Oh, the past is a perfect predictor of the future, provided you keep living in the past an not move on. Yours truly being a prime example.
Seriously loving you right now, Scola.
Spike ,'Conversations with Dead People'
[NAFDA] Spike-centric discussion. Lusty, lewd (only occasionally crude), risqué (and frisqué), bawdy (Oh, lawdy!), flirty ('cuz we're purty), raunchy talk inside. Caveat lector.
Oh, the past is a perfect predictor of the future, provided you keep living in the past an not move on. Yours truly being a prime example.
Seriously loving you right now, Scola.
Oh, the past is a perfect predictor of the future, provided you keep living in the past an not move on. Yours truly being a prime example.
I think I need to write this on my wall. Or the insides of my eyelids.
I think I need to write this on my wall. Or the insides of my eyelids.
Or on my bathroom mirror.
As a desktop for my home machine.
TOTALLY.
{{{Scola}}} Here's to better days, for all of us that could use some. OK, now I feel a bit better about rejecting someone's story so harshly. But it was dreck absolutely. Maybe I read these things because I'm the only one who'll bring the hammer down?
Oh, the past is a perfect predictor of the future, provided you keep living in the past an not move on. Yours truly being a prime example.
Continuing to live in the past makes sense on one level, because at least it's a known factor. Even if it's shitty upon shitty, it's familiar. Every crap-ass relationship I had prior to this one is a testament to that. t edit Dysfunction = "home," to me, for a long goddamn time. And even though it was nightmarish, it was still home.
Moving on? Is fucking HARD. And scary. It's unfamiliar and unknown, and that? Sucks.
So having disparaging thoughts about oneself for being slow with the moving on is unfair to oneself. That shit is hard.
Question for those who know about pharmaceuticals: can Tramadol depress you (emotionally)? I know it does physically, but I was wondering about the mood element.
can Tramadol depress you (emotionally)? I know it does physically, but I was wondering about the mood element.

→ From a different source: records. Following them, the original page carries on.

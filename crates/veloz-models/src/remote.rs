//! Remote inference scorer.
//!
//! POSTs `{"features": [...]}` to the configured endpoint and reads
//! `{"score": x}` back.

use crate::error::{ModelError, ModelResult};
use crate::scorer::{Scorer, ScorerKind};
use async_trait::async_trait;
use reqwest::Client;
use serde::{Deserialize, Serialize};
use std::time::Duration;
use tracing::debug;

#[derive(Debug, Serialize)]
struct ScoreRequest<'a> {
    features: &'a [f64],
}

#[derive(Debug, Deserialize)]
struct ScoreResponse {
    score: f64,
}

/// Scorer backed by an HTTP inference service.
pub struct RemoteScorer {
    client: Client,
    url: String,
    kind: ScorerKind,
    expected_features: usize,
}

impl RemoteScorer {
    pub fn new(
        url: impl Into<String>,
        timeout_ms: u64,
        kind: ScorerKind,
        expected_features: usize,
    ) -> ModelResult<Self> {
        let client = Client::builder()
            .timeout(Duration::from_millis(timeout_ms))
            .build()
            .map_err(|e| ModelError::HttpClient(format!("Failed to create HTTP client: {e}")))?;

        Ok(Self {
            client,
            url: url.into(),
            kind,
            expected_features,
        })
    }

    fn check(&self, score: f64) -> ModelResult<f64> {
        let in_range = match self.kind {
            ScorerKind::Linear => score.is_finite(),
            ScorerKind::Logistic => (0.0..=1.0).contains(&score),
        };
        if in_range {
            Ok(score)
        } else {
            Err(ModelError::InvalidScore(score))
        }
    }
}

#[async_trait]
impl Scorer for RemoteScorer {
    async fn score(&self, features: &[f64]) -> ModelResult<f64> {
        if features.len() != self.expected_features {
            return Err(ModelError::FeatureMismatch {
                expected: self.expected_features,
                got: features.len(),
            });
        }

        let response = self
            .client
            .post(&self.url)
            .json(&ScoreRequest { features })
            .send()
            .await
            .map_err(|e| ModelError::HttpClient(format!("HTTP request failed: {e}")))?;

        let status = response.status();
        if !status.is_success() {
            let body = response.text().await.unwrap_or_default();
            return Err(ModelError::HttpClient(format!("HTTP {status}: {body}")));
        }

        let body: ScoreResponse = response
            .json()
            .await
            .map_err(|e| ModelError::HttpClient(format!("Failed to parse response: {e}")))?;

        debug!(url = %self.url, score = body.score, "Remote score");
        self.check(body.score)
    }

    fn describe(&self) -> String {
        format!("remote({})", self.url)
    }
}

#[cfg(test)]
mod tests {
    use super::*;

    #[test]
    fn test_request_shape() {
        let json = serde_json::to_string(&ScoreRequest {
            features: &[0.5, 0.25],
        })
        .unwrap();
        assert_eq!(json, r#"{"features":[0.5,0.25]}"#);
    }

    #[test]
    fn test_probability_range_enforced() {
        let scorer = RemoteScorer::new("http://127.0.0.1:1/score", 100, ScorerKind::Logistic, 2)
            .unwrap();
        assert!(scorer.check(0.7).is_ok());
        assert!(matches!(scorer.check(1.2), Err(ModelError::InvalidScore(_))));
    }

    #[tokio::test]
    async fn test_wrong_arity_rejected_before_request() {
        let scorer =
            RemoteScorer::new("http://127.0.0.1:1/score", 100, ScorerKind::Linear, 4).unwrap();
        assert!(matches!(
            scorer.score(&[1.0]).await,
            Err(ModelError::FeatureMismatch { expected: 4, got: 1 })
        ));
    }

    #[tokio::test]
    async fn test_unreachable_endpoint_is_http_error() {
        let scorer =
            RemoteScorer::new("http://127.0.0.1:1/score", 200, ScorerKind::Linear, 1).unwrap();
        assert!(matches!(
            scorer.score(&[1.0]).await,
            Err(ModelError::HttpClient(_))
        ));
    }
}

I think that, in a general sense, anything that affects the central nervous system can also affect your mood. That's not to say that it always does, just that it wouldn't be unheard of.
Thanks.
Does anyone here take insulin? I suspect that's where I'm headed, and I'm dealing with probably old information in my head and a general sense of "If you took care of yourself, you loser, you wouldn't need this." How intrusive is it, am I doomed to be on the stuff forever, how much of a pain is it (literally and figuratively)?
Connie, I'm not personally on insulin, but I have many diabetic family members. GENERALLY, once insulin is required, it's permanent. It isn't necessarily something that can be avoided by rigorous diet control, though the onset of its requirement can be delayed that way (and it's not a matter of "you're a loser with no self-control", either - the US food industry makes it nearly impossible to control sugar intake. You'd basically need to home-grow and home-prep EVERYTHING YOU EAT, EVER.)
And it's progressive. Some people progress really slowly, but again - generally - over time, the dosage must be increased. It's a nuisance of progressin: as you add insulin from outside, the pancreas starts producing LESS, and so forth.